Un repaso a la historia, vida y tradiciones de nuestros antepasados.

sábado, 20 de junio de 2020

Una de romanos en Torrecilla

Si hay algo íntimamente ligado a Torrecilla en Cameros es su Cueva Lóbrega. Sin duda el paraje en donde se enclava, su tamaño, la mayor o menor importancia de sus formaciones geológicas, o su indudable atractivo turístico para los amantes de la espeleología, son una buena e ineludible excusa para la oportuna visita. Pero hay otro aspecto que la liga de forma todavía más fuerte con Torrecilla y sus gentes, su ocupación como hábitat por aquellos primitivos cazadores y recolectores que poblaban y sobrevivían a su resguardo.

Serán los descendientes de estos primitivos cameranos los que, con el transcurrir de los siglos, abandonarán la protección natural de esta y otras cuevas en las escarpadas paredes calizas y se irán asentando en las riberas del Iregua dando paso a las primitivas villas. Este cambio que duraría siglos es estudiado por arqueólogos e historiadores con la ayuda de los restos materiales que estos hombres de edades pretéritas dejaron en sus primitivas moradas.

La cueva debió estar presente en el día a día de los habitantes de Torrecilla desde los primeros momentos de la villa. Fue refugio ocasional o temporal de ganados, pastores y transeúntes, entre los que no debieron faltar gentes de mala vida que encontraban cobijo fuera de los ojos de las justicias locales.

Con el movimiento de la Ilustración del XVIII se comenzó a ver la naturaleza con otros ojos más allá de una fuente de recursos. La exploración, los descubrimientos, la catalogación de especies, se empezaron a hacer de forma más rigurosa y metódica. Entre estos primitivos científicos no faltaban los aventureros exploradores como el arquitecto logroñés Juan Antonio de Oteyza. En verano de 1786, mientras se encontraba dirigiendo unas obras en el convento de San Francisco, se adentró en Cueva Lóbrega dando una primera y somera descripción de lo allí existente publicándolo en la Gaceta de Madrid, antecedente del hoy Boletín Oficial del Estado.  

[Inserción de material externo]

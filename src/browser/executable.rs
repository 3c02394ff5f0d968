//! 浏览器可执行文件解析
//!
//! 优先级：
//! 1. 显式指定的路径
//! 2. serverless 环境下的打包浏览器（同时关闭 GPU）
//! 3. Windows 上的常见安装路径（不检查是否存在）
//! 4. 便携浏览器提供者（PATH 查找等）

use std::path::{Path, PathBuf};

use tracing::{debug, info};

use crate::config::{Config, EXECUTABLE_OVERRIDE_VAR};
use crate::error::{Result, ScrapeError};

/// Windows 上的常见安装路径，按顺序取第一个
pub const WINDOWS_INSTALL_PATHS: &[&str] = &[
    r"C:\Program Files\Google\Chrome\Application\chrome.exe",
    r"C:\Program Files (x86)\Google\Chrome\Application\chrome.exe",
    r"C:\Program Files (x86)\Microsoft\Edge\Application\msedge.exe",
];

/// serverless 打包浏览器的解压位置
pub const SERVERLESS_BUNDLE_PATHS: &[&str] = &[
    "/opt/chromium/chromium",
    "/opt/chrome/chrome",
    "/tmp/chromium",
];

/// serverless 环境下关闭 GPU / 图形相关能力
pub const SERVERLESS_ARGS: &[&str] = &[
    "--disable-gpu",
    "--disable-software-rasterizer",
    "--single-process",
    "--no-zygote",
];

/// 操作系统类别
#[derive(Debug, Clone, Copy, PartialEq, Eq)]
pub enum OsFamily {
    Windows,
    MacOs,
    Linux,
    Other,
}

impl OsFamily {
    pub fn current() -> Self {
        if cfg!(target_os = "windows") {
            OsFamily::Windows
        } else if cfg!(target_os = "macos") {
            OsFamily::MacOs
        } else if cfg!(target_os = "linux") {
            OsFamily::Linux
        } else {
            OsFamily::Other
        }
    }
}

/// 启动时的部署环境信号
#[derive(Debug, Clone)]
pub struct LaunchEnvironment {
    pub executable_override: Option<PathBuf>,
    pub serverless: bool,
    pub os: OsFamily,
}

impl LaunchEnvironment {
    pub fn from_config(config: &Config) -> Self {
        Self {
            executable_override: config.chrome_executable.clone(),
            serverless: config.serverless,
            os: OsFamily::current(),
        }
    }
}

/// 可执行文件的来源
#[derive(Debug, Clone, Copy, PartialEq, Eq)]
pub enum ExecutableSource {
    Override,
    ServerlessBundle,
    KnownInstallPath,
    Portable,
}

/// 解析结果
#[derive(Debug, Clone)]
pub struct ResolvedExecutable {
    pub path: PathBuf,
    pub source: ExecutableSource,
    /// 该来源需要额外追加的启动参数
    pub extra_args: Vec<String>,
}

impl ResolvedExecutable {
    /// 启动失败时给出的修复建议
    pub fn remediation_hint(&self) -> Option<String> {
        match self.source {
            ExecutableSource::KnownInstallPath => Some(format!(
                "未在默认位置找到浏览器，请设置环境变量 {}，例如: {}=\"{}\"",
                EXECUTABLE_OVERRIDE_VAR, EXECUTABLE_OVERRIDE_VAR, WINDOWS_INSTALL_PATHS[0]
            )),
            ExecutableSource::Override => Some(format!(
                "请确认 {} 指向一个可执行的 Chrome/Chromium",
                EXECUTABLE_OVERRIDE_VAR
            )),
            _ => None,
        }
    }
}

/// 浏览器二进制提供者
pub trait BrowserBinaryProvider: Send + Sync {
    /// 提供者名称（用于日志）
    fn name(&self) -> &'static str;
    /// 定位可执行文件，找不到返回 None
    fn locate(&self) -> Option<PathBuf>;
}

/// serverless 环境中随函数一起打包的浏览器
pub struct BundledChromium;

impl BrowserBinaryProvider for BundledChromium {
    fn name(&self) -> &'static str {
        "bundled-chromium"
    }

    fn locate(&self) -> Option<PathBuf> {
        SERVERLESS_BUNDLE_PATHS
            .iter()
            .map(PathBuf::from)
            .find(|p| p.exists())
    }
}

/// 从 PATH 和常见应用目录查找浏览器
pub struct SystemChromium;

impl SystemChromium {
    const BINARIES: [&'static str; 5] = [
        "chromium",
        "chromium-browser",
        "google-chrome",
        "google-chrome-stable",
        "chrome",
    ];
}

impl BrowserBinaryProvider for SystemChromium {
    fn name(&self) -> &'static str {
        "system-chromium"
    }

    fn locate(&self) -> Option<PathBuf> {
        for binary in Self::BINARIES {
            if let Ok(path) = which::which(binary) {
                return Some(path);
            }
        }

        if cfg!(target_os = "macos") {
            let app = Path::new("/Applications/Google Chrome.app/Contents/MacOS/Google Chrome");
            if app.exists() {
                return Some(app.to_path_buf());
            }
        }

        None
    }
}

/// 可执行文件解析器
pub struct ExecutableResolver {
    env: LaunchEnvironment,
    serverless_provider: Box<dyn BrowserBinaryProvider>,
    portable_provider: Box<dyn BrowserBinaryProvider>,
}

impl ExecutableResolver {
    /// 使用默认提供者
    pub fn new(env: LaunchEnvironment) -> Self {
        Self::with_providers(env, Box::new(BundledChromium), Box::new(SystemChromium))
    }

    pub fn with_providers(
        env: LaunchEnvironment,
        serverless_provider: Box<dyn BrowserBinaryProvider>,
        portable_provider: Box<dyn BrowserBinaryProvider>,
    ) -> Self {
        Self {
            env,
            serverless_provider,
            portable_provider,
        }
    }

    pub fn environment(&self) -> &LaunchEnvironment {
        &self.env
    }

    /// 按优先级解析浏览器可执行文件
    pub fn resolve(&self) -> Result<ResolvedExecutable> {
        if let Some(path) = &self.env.executable_override {
            info!("使用显式指定的浏览器: {}", path.display());
            return Ok(ResolvedExecutable {
                path: path.clone(),
                source: ExecutableSource::Override,
                extra_args: Vec::new(),
            });
        }

        if self.env.serverless {
            debug!("serverless 环境，使用 {}", self.serverless_provider.name());
            let path = self.serverless_provider.locate().ok_or_else(|| {
                ScrapeError::ExecutableNotResolved {
                    reason: format!(
                        "serverless 环境中未找到打包的浏览器 (提供者: {})，可通过 {} 指定",
                        self.serverless_provider.name(),
                        EXECUTABLE_OVERRIDE_VAR
                    ),
                }
            })?;
            return Ok(ResolvedExecutable {
                path,
                source: ExecutableSource::ServerlessBundle,
                extra_args: SERVERLESS_ARGS.iter().map(|s| s.to_string()).collect(),
            });
        }

        if self.env.os == OsFamily::Windows {
            let path = PathBuf::from(WINDOWS_INSTALL_PATHS[0]);
            debug!("Windows 环境，使用默认安装路径: {}", path.display());
            return Ok(ResolvedExecutable {
                path,
                source: ExecutableSource::KnownInstallPath,
                extra_args: Vec::new(),
            });
        }

        let path = self.portable_provider.locate().ok_or_else(|| {
            ScrapeError::ExecutableNotResolved {
                reason: format!(
                    "提供者 {} 未找到 Chrome/Chromium，请安装浏览器或设置 {}",
                    self.portable_provider.name(),
                    EXECUTABLE_OVERRIDE_VAR
                ),
            }
        })?;
        debug!(
            "通过 {} 找到浏览器: {}",
            self.portable_provider.name(),
            path.display()
        );
        Ok(ResolvedExecutable {
            path,
            source: ExecutableSource::Portable,
            extra_args: Vec::new(),
        })
    }
}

No vamos a entrar en este artículo a discernir sobre las excavaciones que desde mediados del XIX se fueron sucediendo con poca fortuna dado lo poco avanzado de la técnica arqueológica en aquellos tiempos. Estas excavaciones y sus interpretaciones posteriores han dado lugar a una amplia literatura sobre el hábitat antiguo de Cueva Lóbrega. Mencionemos sólo de pasada aquella primera excavación llevada a cabo por el francés Louis Lartet en 1866, auxiliado por el riojano Dr. Zubía, en la que apareció un cráneo humano, y que bien pudo servir de inspiración al autor unos años más tarde para el desenlace de la historia que aquí traemos.

Lo que hoy nos ocupa, poco tiene que ver con arqueología o espeleología, más bien con la literatura, en concreto, con la hoy de moda novela histórica. En esta ocasión quiero trasladar una bonita historia con la que me topé recientemente revisando periódicos y publicaciones antiguas.

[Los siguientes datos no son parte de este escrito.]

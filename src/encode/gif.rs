use std::borrow::Cow;

use crate::encode::sink::{AnimationSink, IndexedFrame, SinkConfig, check_order};
use crate::foundation::error::{GlyphfxError, GlyphfxResult};

/// GIF delays are in hundredths of a second.
pub fn delay_centis(delay_ms: u32) -> u16 {
    let cs = (f64::from(delay_ms) / 10.0).round();
    cs.clamp(0.0, f64::from(u16::MAX)) as u16
}

/// Sink producing an infinitely looping GIF89a in memory, one local palette per frame.
#[derive(Default)]
pub struct GifSink {
    encoder: Option<::gif::Encoder<Vec<u8>>>,
    cfg: Option<SinkConfig>,
    last: Option<u64>,
    bytes: Option<Vec<u8>>,
}

impl std::fmt::Debug for GifSink {
    fn fmt(&self, f: &mut std::fmt::Formatter<'_>) -> std::fmt::Result {
        f.debug_struct("GifSink")
            .field("cfg", &self.cfg)
            .field("last", &self.last)
            .field("finished", &self.bytes.is_some())
            .finish()
    }
}

impl GifSink {
    /// Create an idle sink.
    pub fn new() -> Self {
        Self::default()
    }

    /// The encoded stream. Fails unless `end` completed.
    pub fn into_bytes(self) -> GlyphfxResult<Vec<u8>> {
        self.bytes
            .ok_or_else(|| GlyphfxError::encode("gif stream was not finished"))
    }
}

impl AnimationSink for GifSink {
    fn begin(&mut self, cfg: SinkConfig) -> GlyphfxResult<()> {
        let w = u16::try_from(cfg.width)
            .map_err(|_| GlyphfxError::encode(format!("gif width {} too large", cfg.width)))?;
        let h = u16::try_from(cfg.height)
            .map_err(|_| GlyphfxError::encode(format!("gif height {} too large", cfg.height)))?;
        let mut encoder = ::gif::Encoder::new(Vec::new(), w, h, &[])
            .map_err(|e| GlyphfxError::encode(format!("gif header: {e}")))?;
        encoder
            .set_repeat(::gif::Repeat::Infinite)
            .map_err(|e| GlyphfxError::encode(format!("gif loop extension: {e}")))?;

        self.encoder = Some(encoder);
        self.cfg = Some(cfg);
        self.last = None;
        self.bytes = None;
        Ok(())
    }

    fn push_frame(&mut self, idx: u64, frame: &IndexedFrame) -> GlyphfxResult<()> {
        let (Some(encoder), Some(cfg)) = (self.encoder.as_mut(), self.cfg) else {
            return Err(GlyphfxError::encode("push_frame called before begin"));
        };
        check_order(&mut self.last, idx)?;
        if frame.width != cfg.width || frame.height != cfg.height {
            return Err(GlyphfxError::encode(format!(
                "frame {idx} is {}x{}, stream is {}x{}",
                frame.width, frame.height, cfg.width, cfg.height
            )));
        }
        if frame.palette.is_empty() || frame.palette.len() > 256 {
            return Err(GlyphfxError::encode(format!(
                "frame {idx} palette has {} entries",
                frame.palette.len()
            )));
        }

        let out = ::gif::Frame {
            width: cfg.width as u16,
            height: cfg.height as u16,
            delay: delay_centis(frame.delay_ms),
            palette: Some(frame.palette.iter().flatten().copied().collect()),
            buffer: Cow::Borrowed(&frame.indices),
            ..::gif::Frame::default()
        };
        encoder
            .write_frame(&out)
            .map_err(|e| GlyphfxError::encode(format!("gif frame {idx}: {e}")))
    }

    fn end(&mut self) -> GlyphfxResult<()> {
        let encoder = self
            .encoder
            .take()
            .ok_or_else(|| GlyphfxError::encode("end called before begin"))?;
        let bytes = encoder
            .into_inner()
            .map_err(|e| GlyphfxError::encode(format!("gif trailer: {e}")))?;
        self.bytes = Some(bytes);
        Ok(())
    }
}

#[cfg(test)]
#[path = "../../tests/unit/encode/gif.rs"]
mod tests;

El jueves 3 de abril de 1875, en su número 8, publicaba el diario El Globo un artículo del soteño Juan Vallejo, del que al final daremos unas breves notas biográficas. Era un diario recientemente fundado por Emilio Castelar, de ideología abiertamente republicana, como la del autor del artículo que nos ocupa.

El articulista utiliza el momento histórico de la guerra numantina (143-133 a.C.) para tejer un microrelato situándolo entorno a Cueva Lóbrega, que según el mismo, “es el lugar en que la tradición coloca el teatro de un antiguo y trágico episodio”.

Pese a aseverar que es una historia que en los Cameros es conocida, yo nunca antes la había escuchado entre los mayores de la familia. Más bien parece un relato ensalzando los valores de la patria aprovechando un pasado glorioso, independiente al poderoso invasor, de héroes nacionales, típico del movimiento cultural nacionalista de finales del XIX que recorrió Europa. Surgen los héroes nacionales como Vercingétorix en Francia, Boudica en Gran Bretaña, Arminio en Alemania, y por supuesto nuestro Viriato. Todos ellos son autores de grandes gestas contra el opresor romano, que necesariamente termina con la muerte y glorificación del héroe nacional.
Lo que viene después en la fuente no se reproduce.